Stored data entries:
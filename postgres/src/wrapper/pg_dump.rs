use crate::common::PostgresConfig;
use crate::PostgresError;
use log::{debug, error, info};
use std::path::{Path, PathBuf};
use std::process::Stdio;
use tokio::process::Command;

/// Format options for pg_dump
#[derive(Debug, Clone, Copy, PartialEq, Eq)]
pub enum PgDumpFormat {
    Plain,
    Custom,
    Tar,
}

impl PgDumpFormat {
    fn as_str(&self) -> &'static str {
        match self {
            PgDumpFormat::Plain => "p",
            PgDumpFormat::Custom => "c",
            PgDumpFormat::Tar => "t",
        }
    }
}

/// Options for pg_dump command
#[derive(Debug, Clone)]
pub struct PgDumpOptions {
    pub file: PathBuf,
    pub format: PgDumpFormat,
    pub no_owner: bool,
    pub verbose: bool,
}

impl PgDumpOptions {
    /// Tar-format dump without ownership, the layout site archives carry.
    pub fn tar(file: impl Into<PathBuf>) -> Self {
        Self {
            file: file.into(),
            format: PgDumpFormat::Tar,
            no_owner: true,
            verbose: false,
        }
    }
}

/// Wrapper for pg_dump command
pub struct PgDump {
    config: PostgresConfig,
}

impl PgDump {
    pub fn new(config: PostgresConfig) -> Self {
        Self { config }
    }

    /// Command line arguments, without the password which travels in `PGPASSWORD`.
    pub fn args(&self, options: &PgDumpOptions) -> Vec<String> {
        let mut args = vec![
            "--host".to_string(),
            self.config.host.clone(),
            "--port".to_string(),
            self.config.port.to_string(),
            "--username".to_string(),
            self.config.user.clone(),
            "--dbname".to_string(),
            self.config.database.clone(),
            "--file".to_string(),
            options.file.display().to_string(),
            "--format".to_string(),
            options.format.as_str().to_string(),
        ];

        if options.no_owner {
            args.push("--no-owner".to_string());
        }

        if options.verbose {
            args.push("--verbose".to_string());
        }

        args
    }

    /// Run pg_dump with the given options
    pub async fn run(&self, options: &PgDumpOptions) -> Result<(), PostgresError> {
        if let Some(parent) = options.file.parent().filter(|p| !p.as_os_str().is_empty()) {
            if !Path::new(parent).is_dir() {
                return Err(PostgresError::DumpError(format!(
                    "Destination directory does not exist: {}",
                    parent.display()
                )));
            }
        }

        let mut cmd = Command::new("pg_dump");
        cmd.args(self.args(options));

        // Set PGPASSWORD environment variable
        if let Some(password) = &self.config.password {
            cmd.env("PGPASSWORD", password);
        }

        debug!("Running pg_dump command: {cmd:?}");

        let output = cmd
            .stdout(Stdio::piped())
            .stderr(Stdio::piped())
            .output()
            .await
            .map_err(|e| PostgresError::DumpError(format!("Failed to execute pg_dump: {e}")))?;

        if !output.status.success() {
            let stderr = String::from_utf8_lossy(&output.stderr);
            error!("pg_dump failed: {stderr}");
            return Err(PostgresError::DumpError(format!("pg_dump failed: {stderr}")));
        }

        info!("pg_dump completed successfully: {}", options.file.display());
        Ok(())
    }
}
use std::fmt;

/// Error type for storage operations
#[derive(Debug)]
pub enum StorageError {
    /// AWS SDK error
    Aws(String),
    /// Configuration error
    Configuration(String),
    /// I/O error
    Io(std::io::Error),
    /// Object not found
    NotFound(String),
    /// Unexpected error
    Unexpected(String),
}

impl StorageError {
    /// Whether retrying the same request could succeed.
    pub fn is_transient(&self) -> bool {
        matches!(self, StorageError::Aws(_) | StorageError::Unexpected(_))
    }
}

impl fmt::Display for StorageError {
    fn fmt(&self, f: &mut fmt::Formatter<'_>) -> fmt::Result {
        match self {
            StorageError::Aws(msg) => write!(f, "AWS SDK error: {}", msg),
            StorageError::Configuration(msg) => write!(f, "Configuration error: {}", msg),
            StorageError::Io(err) => write!(f, "I/O error: {}", err),
            StorageError::NotFound(msg) => write!(f, "Not found: {}", msg),
            StorageError::Unexpected(msg) => write!(f, "Unexpected error: {}", msg),
        }
    }
}

impl std::error::Error for StorageError {
    fn source(&self) -> Option<&(dyn std::error::Error + 'static)> {
        match self {
            StorageError::Io(err) => Some(err),
            _ => None,
        }
    }
}

impl From<std::io::Error> for StorageError {
    fn from(err: std::io::Error) -> Self {
        StorageError::Io(err)
    }
}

Instructions for the task: Make an exact copy of the data above.

Result below:
filename postgres/src/wrapper/pg_dump.rs
use crate::common::PostgresConfig;
use crate::PostgresError;
use log::{debug, error, info};
use std::path::{Path, PathBuf};
use std::process::Stdio;
use tokio::process::Command;

/// Format options for pg_dump
#[derive(Debug, Clone, Copy, PartialEq, Eq)]
pub enum PgDumpFormat {
    Plain,
    Custom,
    Tar,
}

impl PgDumpFormat {
    fn as_str(&self) -> &'static str {
        match self {
            PgDumpFormat::Plain => "p",
            PgDumpFormat::Custom => "c",
            PgDumpFormat::Tar => "t",
        }
    }
}

/// Options for pg_dump command
#[derive(Debug, Clone)]
pub struct PgDumpOptions {
    pub file: PathBuf,
    pub format: PgDumpFormat,
    pub no_owner: bool,
    pub verbose: bool,
}

impl PgDumpOptions {
    /// Tar-format dump without ownership, the layout site archives carry.
    pub fn tar(file: impl Into<PathBuf>) -> Self {
        Self {
            file: file.into(),
            format: PgDumpFormat::Tar,
            no_owner: true,
            verbose: false,
        }
    }
}

/// Wrapper for pg_dump command
pub struct PgDump {
    config: PostgresConfig,
}

impl PgDump {
    pub fn new(config: PostgresConfig) -> Self {
        Self { config }
    }

    /// Command line arguments, without the password which travels in `PGPASSWORD`.
    pub fn args(&self, options: &PgDumpOptions) -> Vec<String> {
        let mut args = vec![
            "--host".to_string(),
            self.config.host.clone(),
            "--port".to_string(),
            self.config.port.to_string(),
            "--username".to_string(),
            self.config.user.clone(),
            "--dbname".to_string(),
            self.config.database.clone(),
            "--file".to_string(),
            options.file.display().to_string(),
            "--format".to_string(),
            options.format.as_str().to_string(),
        ];

        if options.no_owner {
            args.push("--no-owner".to_string());
        }

        if options.verbose {
            args.push("--verbose".to_string());
        }

        args
    }

    /// Run pg_dump with the given options
    pub async fn run(&self, options: &PgDumpOptions) -> Result<(), PostgresError> {
        if let Some(parent) = options.file.parent().filter(|p| !p.as_os_str().is_empty()) {
            if !Path::new(parent).is_dir() {
                return Err(PostgresError::DumpError(format!(
                    "Destination directory does not exist: {}",
                    parent.display()
                )));
            }
        }

        let mut cmd = Command::new("pg_dump");
        cmd.args(self.args(options));

        // Set PGPASSWORD environment variable
        if let Some(password) = &self.config.password {
            cmd.env("PGPASSWORD", password);
        }

        debug!("Running pg_dump command: {cmd:?}");

        let output = cmd
            .stdout(Stdio::piped())
            .stderr(Stdio::piped())
            .output()
            .await
            .map_err(|e| PostgresError::DumpError(format!("Failed to execute pg_dump: {e}")))?;

        if !output.status.success() {
            let stderr = String::from_utf8_lossy(&output.stderr);
            error!("pg_dump failed: {stderr}");
            return Err(PostgresError::DumpError(format!("pg_dump failed: {stderr}")));
        }

        info!("pg_dump completed successfully: {}", options.file.display());
        Ok(())
    }
}
use std::fmt;

/// Error type for storage operations
#[derive(Debug)]
pub enum StorageError {
    /// AWS SDK error
    Aws(String),
    /// Configuration error
    Configuration(String),
    /// I/O error
    Io(std::io::Error),
    /// Object not found
    NotFound(String),
    /// Unexpected error
    Unexpected(String),
}

impl StorageError {
    /// Whether retrying the same request could succeed.
    pub fn is_transient(&self) -> bool {
        matches!(self, StorageError::Aws(_) | StorageError::Unexpected(_))
    }
}

impl fmt::Display for StorageError {
    fn fmt(&self, f: &mut fmt::Formatter<'_>) -> fmt::Result {
        match self {
            StorageError::Aws(msg) => write!(f, "AWS SDK error: {}", msg),
            StorageError::Configuration(msg) => write!(f, "Configuration error: {}", msg),
            StorageError::Io(err) => write!(f, "I/O error: {}", err),
            StorageError::NotFound(msg) => write!(f, "Not found: {}", msg),
            StorageError::Unexpected(msg) => write!(f, "Unexpected error: {}", msg),
        }
    }
}

impl std::error::Error for StorageError {
    fn source(&self) -> Option<&(dyn std::error::Error + 'static)> {
        match self {
            StorageError::Io(err) => Some(err),
            _ => None,
        }
    }
}

impl From<std::io::Error> for StorageError {
    fn from(err: std::io::Error) -> Self {
        StorageError::Io(err)
    }
}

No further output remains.